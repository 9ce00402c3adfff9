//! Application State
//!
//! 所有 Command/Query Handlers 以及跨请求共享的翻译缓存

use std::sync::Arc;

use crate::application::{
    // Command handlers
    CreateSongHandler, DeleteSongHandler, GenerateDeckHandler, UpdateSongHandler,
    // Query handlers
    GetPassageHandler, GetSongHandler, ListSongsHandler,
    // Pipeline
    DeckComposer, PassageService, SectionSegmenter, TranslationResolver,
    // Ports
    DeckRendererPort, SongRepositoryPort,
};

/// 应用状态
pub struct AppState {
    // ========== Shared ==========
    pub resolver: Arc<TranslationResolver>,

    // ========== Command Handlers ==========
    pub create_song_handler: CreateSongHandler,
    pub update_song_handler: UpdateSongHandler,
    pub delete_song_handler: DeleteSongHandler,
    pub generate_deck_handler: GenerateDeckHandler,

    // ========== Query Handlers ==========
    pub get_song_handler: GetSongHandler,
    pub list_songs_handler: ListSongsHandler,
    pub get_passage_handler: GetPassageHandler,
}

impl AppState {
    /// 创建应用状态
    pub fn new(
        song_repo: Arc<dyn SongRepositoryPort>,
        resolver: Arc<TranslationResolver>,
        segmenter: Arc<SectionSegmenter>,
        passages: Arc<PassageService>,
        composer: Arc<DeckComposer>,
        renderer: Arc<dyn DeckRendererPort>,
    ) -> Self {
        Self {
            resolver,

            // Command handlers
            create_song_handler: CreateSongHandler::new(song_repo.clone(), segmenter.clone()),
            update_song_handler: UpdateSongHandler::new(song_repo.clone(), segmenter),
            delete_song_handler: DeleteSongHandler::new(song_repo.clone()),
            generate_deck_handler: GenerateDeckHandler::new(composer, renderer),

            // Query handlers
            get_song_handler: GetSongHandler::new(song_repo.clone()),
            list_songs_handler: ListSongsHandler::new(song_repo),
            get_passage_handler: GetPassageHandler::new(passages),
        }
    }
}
--------------------------------
• _HOW TO COMPLETE THIS TASK_: Please copy each line of the records above in which the word "SongRepositoryPort" can be found.

• _OUTPUT OF THE EXERCISE_:
    DeckRendererPort, SongRepositoryPort,
        song_repo: Arc<dyn SongRepositoryPort>,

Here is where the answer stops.